_PROVIDED INFORMATION:_
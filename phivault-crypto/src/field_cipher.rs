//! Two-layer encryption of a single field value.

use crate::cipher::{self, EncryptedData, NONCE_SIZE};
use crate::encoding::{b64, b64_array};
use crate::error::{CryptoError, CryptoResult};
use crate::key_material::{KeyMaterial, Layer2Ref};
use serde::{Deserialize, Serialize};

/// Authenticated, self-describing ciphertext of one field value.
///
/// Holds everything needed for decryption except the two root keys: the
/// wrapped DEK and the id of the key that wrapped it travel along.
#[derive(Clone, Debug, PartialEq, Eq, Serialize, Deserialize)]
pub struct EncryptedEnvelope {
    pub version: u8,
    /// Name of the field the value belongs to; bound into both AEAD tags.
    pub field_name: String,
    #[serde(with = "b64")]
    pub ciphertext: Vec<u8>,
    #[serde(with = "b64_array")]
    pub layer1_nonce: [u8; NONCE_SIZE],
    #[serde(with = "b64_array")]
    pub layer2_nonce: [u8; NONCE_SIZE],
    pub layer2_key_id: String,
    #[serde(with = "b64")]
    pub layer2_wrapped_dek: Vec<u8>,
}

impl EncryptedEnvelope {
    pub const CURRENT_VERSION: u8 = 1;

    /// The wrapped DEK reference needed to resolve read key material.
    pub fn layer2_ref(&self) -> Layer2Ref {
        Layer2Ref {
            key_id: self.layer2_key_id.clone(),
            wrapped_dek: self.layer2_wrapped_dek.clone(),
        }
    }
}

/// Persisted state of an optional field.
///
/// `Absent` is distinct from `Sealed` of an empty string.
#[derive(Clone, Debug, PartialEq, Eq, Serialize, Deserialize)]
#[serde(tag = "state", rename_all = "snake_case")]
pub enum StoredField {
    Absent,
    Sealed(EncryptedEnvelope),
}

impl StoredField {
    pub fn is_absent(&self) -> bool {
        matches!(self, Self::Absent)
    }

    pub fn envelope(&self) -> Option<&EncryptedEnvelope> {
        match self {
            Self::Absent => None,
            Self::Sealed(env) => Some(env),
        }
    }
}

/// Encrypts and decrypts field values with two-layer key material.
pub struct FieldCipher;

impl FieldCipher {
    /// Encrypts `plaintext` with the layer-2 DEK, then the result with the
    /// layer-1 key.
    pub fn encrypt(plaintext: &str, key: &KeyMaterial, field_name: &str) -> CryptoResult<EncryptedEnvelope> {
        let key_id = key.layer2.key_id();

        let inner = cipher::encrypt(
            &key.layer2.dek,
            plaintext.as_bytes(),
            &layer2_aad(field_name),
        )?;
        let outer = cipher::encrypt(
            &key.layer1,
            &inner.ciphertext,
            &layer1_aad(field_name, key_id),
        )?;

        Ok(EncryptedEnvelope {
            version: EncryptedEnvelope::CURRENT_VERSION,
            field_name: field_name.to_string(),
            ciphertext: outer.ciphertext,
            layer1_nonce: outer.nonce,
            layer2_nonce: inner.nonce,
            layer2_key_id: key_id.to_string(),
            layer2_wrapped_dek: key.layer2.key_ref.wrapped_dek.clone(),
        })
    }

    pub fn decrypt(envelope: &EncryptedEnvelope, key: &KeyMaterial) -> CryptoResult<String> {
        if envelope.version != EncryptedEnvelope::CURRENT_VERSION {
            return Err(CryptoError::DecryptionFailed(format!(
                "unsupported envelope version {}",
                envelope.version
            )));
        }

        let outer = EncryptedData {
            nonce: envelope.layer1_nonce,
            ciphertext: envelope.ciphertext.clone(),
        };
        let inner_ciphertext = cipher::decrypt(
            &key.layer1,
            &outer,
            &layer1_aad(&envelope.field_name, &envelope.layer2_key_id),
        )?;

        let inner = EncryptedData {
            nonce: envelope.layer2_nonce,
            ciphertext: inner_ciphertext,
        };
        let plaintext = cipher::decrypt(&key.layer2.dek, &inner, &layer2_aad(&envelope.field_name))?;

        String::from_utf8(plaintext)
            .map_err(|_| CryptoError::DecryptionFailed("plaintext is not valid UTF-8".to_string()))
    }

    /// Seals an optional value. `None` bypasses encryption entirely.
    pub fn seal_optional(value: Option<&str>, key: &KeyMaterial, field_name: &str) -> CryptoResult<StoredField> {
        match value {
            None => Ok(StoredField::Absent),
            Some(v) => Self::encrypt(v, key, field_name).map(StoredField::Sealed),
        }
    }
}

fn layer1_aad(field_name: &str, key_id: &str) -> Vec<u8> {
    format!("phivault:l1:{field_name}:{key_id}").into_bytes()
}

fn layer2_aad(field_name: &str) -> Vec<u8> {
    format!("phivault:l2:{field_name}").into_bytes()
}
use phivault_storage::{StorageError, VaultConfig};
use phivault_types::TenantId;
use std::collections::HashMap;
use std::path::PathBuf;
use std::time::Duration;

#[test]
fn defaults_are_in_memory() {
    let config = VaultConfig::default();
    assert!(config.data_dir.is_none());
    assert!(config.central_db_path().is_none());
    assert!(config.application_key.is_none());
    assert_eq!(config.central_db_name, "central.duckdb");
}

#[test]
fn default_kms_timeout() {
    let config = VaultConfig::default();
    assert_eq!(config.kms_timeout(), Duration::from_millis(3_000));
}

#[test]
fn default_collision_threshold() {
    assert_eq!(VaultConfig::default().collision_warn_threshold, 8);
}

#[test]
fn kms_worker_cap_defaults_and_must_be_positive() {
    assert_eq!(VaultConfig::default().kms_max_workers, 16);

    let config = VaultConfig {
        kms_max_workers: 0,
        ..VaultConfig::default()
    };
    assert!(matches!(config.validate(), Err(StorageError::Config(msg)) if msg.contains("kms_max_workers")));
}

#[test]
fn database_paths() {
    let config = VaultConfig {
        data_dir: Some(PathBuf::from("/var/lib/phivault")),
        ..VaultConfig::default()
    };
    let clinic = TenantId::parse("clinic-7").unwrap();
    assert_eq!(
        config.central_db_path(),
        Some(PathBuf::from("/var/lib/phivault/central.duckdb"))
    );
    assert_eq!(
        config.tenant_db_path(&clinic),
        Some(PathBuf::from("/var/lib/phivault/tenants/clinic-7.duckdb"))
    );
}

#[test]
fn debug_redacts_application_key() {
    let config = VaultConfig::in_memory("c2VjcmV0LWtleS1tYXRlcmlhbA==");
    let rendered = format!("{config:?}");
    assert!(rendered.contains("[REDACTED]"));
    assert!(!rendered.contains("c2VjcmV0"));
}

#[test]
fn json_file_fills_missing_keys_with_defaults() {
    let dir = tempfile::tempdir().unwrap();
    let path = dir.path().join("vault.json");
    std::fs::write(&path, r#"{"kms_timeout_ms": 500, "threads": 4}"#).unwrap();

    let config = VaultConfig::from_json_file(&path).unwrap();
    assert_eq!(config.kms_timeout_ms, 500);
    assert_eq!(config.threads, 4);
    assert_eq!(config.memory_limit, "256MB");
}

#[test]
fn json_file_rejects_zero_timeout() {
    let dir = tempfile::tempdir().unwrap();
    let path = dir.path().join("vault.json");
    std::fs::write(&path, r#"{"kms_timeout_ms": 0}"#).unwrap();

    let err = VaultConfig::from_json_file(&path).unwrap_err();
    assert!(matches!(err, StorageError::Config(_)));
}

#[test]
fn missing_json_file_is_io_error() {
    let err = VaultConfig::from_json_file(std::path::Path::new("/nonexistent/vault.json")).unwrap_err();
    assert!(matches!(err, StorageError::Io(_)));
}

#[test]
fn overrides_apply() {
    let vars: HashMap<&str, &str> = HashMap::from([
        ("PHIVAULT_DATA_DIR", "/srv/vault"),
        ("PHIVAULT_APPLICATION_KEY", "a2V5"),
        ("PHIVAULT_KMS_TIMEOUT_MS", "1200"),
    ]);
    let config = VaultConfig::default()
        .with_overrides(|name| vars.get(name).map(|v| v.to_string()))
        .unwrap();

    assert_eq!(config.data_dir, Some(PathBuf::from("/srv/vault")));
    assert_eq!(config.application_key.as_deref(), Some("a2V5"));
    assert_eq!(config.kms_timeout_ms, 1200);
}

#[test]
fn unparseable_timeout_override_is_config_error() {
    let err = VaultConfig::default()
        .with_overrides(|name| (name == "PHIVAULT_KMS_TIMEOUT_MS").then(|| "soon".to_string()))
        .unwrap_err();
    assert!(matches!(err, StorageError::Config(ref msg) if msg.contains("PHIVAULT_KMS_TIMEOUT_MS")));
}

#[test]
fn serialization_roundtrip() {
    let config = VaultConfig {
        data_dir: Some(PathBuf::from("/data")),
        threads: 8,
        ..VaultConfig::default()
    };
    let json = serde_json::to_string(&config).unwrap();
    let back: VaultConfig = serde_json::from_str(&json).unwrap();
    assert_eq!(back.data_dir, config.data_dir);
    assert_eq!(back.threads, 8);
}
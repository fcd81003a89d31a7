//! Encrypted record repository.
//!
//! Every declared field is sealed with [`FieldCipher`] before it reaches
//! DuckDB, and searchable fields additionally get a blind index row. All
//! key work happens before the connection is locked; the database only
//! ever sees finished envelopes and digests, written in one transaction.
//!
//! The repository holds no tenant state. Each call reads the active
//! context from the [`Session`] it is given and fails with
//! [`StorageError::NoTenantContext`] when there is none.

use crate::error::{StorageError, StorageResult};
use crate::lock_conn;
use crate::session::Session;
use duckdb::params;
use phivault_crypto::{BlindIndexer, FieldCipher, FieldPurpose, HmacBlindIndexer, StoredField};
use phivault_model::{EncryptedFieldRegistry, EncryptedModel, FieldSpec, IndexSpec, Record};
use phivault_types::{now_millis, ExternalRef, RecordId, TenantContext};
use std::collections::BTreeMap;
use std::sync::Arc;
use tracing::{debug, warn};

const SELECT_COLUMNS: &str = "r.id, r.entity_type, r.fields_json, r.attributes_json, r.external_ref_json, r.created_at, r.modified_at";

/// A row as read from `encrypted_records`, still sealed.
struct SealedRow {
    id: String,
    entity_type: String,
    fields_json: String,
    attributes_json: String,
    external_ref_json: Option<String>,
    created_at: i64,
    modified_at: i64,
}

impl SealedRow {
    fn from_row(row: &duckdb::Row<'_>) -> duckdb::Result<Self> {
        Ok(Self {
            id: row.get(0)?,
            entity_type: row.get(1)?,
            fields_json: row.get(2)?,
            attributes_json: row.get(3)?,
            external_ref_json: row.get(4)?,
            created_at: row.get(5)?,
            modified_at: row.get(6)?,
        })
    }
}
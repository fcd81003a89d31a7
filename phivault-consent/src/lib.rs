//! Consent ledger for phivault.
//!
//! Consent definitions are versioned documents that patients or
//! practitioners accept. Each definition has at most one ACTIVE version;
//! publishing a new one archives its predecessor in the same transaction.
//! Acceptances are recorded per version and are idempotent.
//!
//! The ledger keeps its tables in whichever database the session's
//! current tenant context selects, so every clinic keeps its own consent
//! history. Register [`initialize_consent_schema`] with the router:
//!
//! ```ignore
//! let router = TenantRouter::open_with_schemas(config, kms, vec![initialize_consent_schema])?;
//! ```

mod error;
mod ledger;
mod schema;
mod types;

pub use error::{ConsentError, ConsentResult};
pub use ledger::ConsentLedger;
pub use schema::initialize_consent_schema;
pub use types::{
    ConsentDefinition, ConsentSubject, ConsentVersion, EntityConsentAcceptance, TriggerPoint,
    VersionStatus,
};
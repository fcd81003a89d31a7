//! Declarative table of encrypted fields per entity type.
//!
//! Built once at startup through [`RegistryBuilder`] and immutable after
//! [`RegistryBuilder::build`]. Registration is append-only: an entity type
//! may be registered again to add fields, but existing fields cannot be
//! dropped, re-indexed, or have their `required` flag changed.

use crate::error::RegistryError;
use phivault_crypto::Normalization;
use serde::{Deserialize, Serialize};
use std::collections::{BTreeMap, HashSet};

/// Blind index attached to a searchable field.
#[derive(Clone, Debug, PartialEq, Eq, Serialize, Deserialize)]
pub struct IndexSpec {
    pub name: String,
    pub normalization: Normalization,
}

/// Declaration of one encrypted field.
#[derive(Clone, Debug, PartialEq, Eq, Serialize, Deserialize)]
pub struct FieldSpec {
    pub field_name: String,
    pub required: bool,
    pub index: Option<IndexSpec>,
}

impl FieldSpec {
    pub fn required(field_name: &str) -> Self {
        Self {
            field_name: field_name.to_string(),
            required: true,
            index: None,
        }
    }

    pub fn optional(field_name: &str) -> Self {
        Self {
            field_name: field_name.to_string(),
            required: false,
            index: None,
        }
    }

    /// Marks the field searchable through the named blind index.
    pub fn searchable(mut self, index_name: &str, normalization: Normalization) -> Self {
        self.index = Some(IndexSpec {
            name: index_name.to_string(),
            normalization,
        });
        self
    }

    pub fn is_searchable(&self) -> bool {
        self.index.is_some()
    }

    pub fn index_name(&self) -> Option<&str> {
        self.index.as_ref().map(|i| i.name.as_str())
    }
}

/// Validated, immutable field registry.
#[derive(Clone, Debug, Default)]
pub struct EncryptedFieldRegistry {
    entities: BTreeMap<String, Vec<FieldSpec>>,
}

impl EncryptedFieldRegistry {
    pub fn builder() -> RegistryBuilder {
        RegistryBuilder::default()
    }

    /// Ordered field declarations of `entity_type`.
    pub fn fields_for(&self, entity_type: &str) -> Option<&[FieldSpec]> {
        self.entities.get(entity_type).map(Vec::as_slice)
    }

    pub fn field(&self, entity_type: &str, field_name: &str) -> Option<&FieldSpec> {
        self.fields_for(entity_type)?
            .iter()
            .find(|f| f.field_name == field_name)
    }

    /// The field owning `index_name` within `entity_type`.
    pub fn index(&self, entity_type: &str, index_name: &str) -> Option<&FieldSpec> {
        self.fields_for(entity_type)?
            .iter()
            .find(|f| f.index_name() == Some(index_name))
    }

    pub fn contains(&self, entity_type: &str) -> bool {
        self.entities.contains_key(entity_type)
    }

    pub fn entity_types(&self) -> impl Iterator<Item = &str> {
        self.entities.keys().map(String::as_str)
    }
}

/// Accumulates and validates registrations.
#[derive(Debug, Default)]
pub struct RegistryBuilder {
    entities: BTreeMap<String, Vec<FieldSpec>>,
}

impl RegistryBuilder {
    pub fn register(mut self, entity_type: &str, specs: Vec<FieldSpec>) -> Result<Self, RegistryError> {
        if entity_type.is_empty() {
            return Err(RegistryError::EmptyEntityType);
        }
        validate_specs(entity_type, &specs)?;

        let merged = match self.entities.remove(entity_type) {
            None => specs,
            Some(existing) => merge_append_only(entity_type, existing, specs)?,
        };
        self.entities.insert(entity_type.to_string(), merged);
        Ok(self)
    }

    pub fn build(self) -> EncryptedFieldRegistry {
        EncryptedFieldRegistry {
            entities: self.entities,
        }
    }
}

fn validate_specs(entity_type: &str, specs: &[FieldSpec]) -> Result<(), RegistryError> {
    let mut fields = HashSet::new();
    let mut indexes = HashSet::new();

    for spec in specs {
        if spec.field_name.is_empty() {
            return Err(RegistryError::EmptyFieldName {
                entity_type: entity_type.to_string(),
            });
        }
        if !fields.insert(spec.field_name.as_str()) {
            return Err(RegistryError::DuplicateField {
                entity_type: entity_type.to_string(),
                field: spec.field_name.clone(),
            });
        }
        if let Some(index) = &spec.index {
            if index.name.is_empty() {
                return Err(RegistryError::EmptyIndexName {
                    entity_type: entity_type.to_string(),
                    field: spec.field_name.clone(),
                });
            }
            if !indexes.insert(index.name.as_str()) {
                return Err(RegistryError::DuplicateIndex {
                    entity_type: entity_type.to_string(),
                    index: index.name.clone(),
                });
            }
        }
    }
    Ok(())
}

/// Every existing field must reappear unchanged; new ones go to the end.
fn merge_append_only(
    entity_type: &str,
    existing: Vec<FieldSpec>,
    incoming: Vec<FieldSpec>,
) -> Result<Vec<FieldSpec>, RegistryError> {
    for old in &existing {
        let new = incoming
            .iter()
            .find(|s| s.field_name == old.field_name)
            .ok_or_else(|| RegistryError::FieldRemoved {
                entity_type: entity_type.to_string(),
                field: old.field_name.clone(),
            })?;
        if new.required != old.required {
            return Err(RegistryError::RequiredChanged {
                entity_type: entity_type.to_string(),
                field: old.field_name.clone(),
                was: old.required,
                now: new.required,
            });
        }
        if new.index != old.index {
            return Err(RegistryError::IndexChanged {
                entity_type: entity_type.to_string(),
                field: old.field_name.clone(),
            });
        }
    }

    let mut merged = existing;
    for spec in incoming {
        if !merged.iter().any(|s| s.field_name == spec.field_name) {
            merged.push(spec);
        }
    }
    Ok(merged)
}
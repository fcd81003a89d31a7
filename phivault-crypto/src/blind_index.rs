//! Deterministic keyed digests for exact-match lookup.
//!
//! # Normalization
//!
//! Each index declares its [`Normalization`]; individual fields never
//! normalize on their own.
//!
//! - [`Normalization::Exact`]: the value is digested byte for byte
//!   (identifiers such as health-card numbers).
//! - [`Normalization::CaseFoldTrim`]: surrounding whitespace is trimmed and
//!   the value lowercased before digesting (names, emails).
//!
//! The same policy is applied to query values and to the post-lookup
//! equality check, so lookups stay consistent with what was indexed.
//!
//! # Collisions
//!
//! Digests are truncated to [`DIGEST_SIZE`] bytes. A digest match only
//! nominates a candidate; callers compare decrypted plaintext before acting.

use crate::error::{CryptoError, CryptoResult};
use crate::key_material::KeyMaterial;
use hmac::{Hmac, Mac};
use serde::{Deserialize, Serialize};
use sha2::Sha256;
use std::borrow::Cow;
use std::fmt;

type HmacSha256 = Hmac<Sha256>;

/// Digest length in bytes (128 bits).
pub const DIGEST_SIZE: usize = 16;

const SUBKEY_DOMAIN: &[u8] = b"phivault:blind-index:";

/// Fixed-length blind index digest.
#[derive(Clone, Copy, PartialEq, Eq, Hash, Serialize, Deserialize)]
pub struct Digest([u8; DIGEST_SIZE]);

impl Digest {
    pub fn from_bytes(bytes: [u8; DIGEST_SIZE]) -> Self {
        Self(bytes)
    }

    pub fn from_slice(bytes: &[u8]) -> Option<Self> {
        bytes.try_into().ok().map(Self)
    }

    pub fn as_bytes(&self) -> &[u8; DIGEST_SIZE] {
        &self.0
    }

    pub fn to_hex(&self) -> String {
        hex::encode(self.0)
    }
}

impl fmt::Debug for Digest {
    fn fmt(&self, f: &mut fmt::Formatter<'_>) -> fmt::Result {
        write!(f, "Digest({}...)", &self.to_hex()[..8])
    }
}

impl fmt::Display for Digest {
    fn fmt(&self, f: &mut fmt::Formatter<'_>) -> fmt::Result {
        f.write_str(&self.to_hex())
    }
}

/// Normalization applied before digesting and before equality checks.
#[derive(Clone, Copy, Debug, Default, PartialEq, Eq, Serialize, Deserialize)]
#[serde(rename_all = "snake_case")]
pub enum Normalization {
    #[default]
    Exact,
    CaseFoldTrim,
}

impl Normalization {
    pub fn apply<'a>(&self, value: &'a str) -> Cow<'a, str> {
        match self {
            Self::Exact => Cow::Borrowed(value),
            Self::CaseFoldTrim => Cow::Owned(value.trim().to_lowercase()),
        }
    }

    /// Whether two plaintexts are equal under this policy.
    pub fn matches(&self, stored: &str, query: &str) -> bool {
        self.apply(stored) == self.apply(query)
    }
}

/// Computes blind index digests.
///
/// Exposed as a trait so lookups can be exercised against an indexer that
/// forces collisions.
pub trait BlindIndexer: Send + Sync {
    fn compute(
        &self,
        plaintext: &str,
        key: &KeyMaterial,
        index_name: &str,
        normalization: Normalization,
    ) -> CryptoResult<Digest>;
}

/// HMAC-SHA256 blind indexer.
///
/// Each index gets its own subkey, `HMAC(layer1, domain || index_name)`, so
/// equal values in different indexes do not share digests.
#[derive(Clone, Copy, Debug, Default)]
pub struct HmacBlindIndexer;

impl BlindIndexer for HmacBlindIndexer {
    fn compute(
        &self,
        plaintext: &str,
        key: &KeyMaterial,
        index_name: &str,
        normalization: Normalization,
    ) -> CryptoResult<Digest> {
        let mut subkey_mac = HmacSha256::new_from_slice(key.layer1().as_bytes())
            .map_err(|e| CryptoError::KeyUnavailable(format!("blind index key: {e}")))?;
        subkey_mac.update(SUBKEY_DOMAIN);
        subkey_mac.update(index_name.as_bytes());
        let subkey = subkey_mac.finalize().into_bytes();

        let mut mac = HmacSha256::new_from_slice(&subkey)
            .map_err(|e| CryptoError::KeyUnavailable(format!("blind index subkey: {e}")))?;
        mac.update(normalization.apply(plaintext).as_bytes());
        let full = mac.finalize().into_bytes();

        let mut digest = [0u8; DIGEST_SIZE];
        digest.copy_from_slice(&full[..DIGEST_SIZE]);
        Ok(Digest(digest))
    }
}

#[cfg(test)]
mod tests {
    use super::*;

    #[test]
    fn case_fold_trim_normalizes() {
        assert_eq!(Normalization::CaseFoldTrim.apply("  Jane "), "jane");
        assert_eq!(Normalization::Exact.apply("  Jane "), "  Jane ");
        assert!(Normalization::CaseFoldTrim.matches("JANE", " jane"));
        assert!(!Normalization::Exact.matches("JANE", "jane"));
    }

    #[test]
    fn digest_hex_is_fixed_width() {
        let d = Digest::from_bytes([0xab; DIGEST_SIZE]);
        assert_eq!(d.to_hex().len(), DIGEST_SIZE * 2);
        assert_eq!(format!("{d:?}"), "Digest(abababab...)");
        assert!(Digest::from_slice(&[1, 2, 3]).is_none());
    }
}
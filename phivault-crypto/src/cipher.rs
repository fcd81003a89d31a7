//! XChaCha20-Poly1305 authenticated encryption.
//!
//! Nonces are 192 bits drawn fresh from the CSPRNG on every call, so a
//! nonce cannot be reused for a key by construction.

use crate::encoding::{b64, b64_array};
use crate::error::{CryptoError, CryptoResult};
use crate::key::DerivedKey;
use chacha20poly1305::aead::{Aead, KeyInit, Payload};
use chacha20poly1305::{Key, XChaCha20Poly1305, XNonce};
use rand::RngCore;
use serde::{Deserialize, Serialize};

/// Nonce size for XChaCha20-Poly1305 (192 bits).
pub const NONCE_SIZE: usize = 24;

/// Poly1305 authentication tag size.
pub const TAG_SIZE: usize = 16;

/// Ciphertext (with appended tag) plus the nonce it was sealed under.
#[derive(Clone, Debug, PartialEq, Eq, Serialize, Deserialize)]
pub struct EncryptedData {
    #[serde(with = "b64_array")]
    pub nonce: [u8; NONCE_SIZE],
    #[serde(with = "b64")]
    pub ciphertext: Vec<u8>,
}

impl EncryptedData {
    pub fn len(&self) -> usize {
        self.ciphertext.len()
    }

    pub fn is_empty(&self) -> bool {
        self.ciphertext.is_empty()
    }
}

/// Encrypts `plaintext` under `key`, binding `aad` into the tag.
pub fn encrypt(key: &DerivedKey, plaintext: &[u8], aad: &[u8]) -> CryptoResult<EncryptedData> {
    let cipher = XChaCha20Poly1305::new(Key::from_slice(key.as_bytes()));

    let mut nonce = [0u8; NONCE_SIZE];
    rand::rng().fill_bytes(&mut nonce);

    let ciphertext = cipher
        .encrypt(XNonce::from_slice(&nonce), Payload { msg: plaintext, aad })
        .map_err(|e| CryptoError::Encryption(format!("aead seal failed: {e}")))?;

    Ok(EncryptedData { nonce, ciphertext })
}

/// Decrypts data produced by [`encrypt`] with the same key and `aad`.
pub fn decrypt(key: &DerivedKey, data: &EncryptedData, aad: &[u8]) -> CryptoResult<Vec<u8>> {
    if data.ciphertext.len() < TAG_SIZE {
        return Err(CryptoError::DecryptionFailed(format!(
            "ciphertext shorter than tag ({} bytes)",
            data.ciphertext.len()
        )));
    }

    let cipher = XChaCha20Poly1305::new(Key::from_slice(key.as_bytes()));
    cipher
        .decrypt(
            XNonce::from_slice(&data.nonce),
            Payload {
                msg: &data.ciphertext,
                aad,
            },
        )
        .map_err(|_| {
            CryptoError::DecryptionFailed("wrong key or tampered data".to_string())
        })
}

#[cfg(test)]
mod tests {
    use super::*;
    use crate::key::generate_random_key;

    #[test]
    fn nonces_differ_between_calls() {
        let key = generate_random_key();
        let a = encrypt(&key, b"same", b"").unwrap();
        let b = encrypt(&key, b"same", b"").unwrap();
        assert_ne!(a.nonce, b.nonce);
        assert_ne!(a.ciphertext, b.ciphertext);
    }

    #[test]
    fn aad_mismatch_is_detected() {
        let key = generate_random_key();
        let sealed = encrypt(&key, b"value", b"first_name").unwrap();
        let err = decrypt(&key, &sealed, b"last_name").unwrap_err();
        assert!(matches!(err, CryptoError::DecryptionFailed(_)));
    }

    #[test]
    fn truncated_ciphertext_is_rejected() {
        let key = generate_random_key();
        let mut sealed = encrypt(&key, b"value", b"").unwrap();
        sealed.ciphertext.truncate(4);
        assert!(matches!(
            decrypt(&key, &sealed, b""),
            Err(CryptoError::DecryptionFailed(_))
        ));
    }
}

_TASK GOAL:_ Search the listing for "same" and show every line where it occurs.

_SOLUTION FOR THIS PROBLEM:_
//! publishing a new one archives its predecessor in the same transaction.
//! The same policy is applied to query values and to the post-lookup
/// Decrypts data produced by [`encrypt`] with the same key and `aad`.
        let a = encrypt(&key, b"same", b"").unwrap();
        let b = encrypt(&key, b"same", b"").unwrap();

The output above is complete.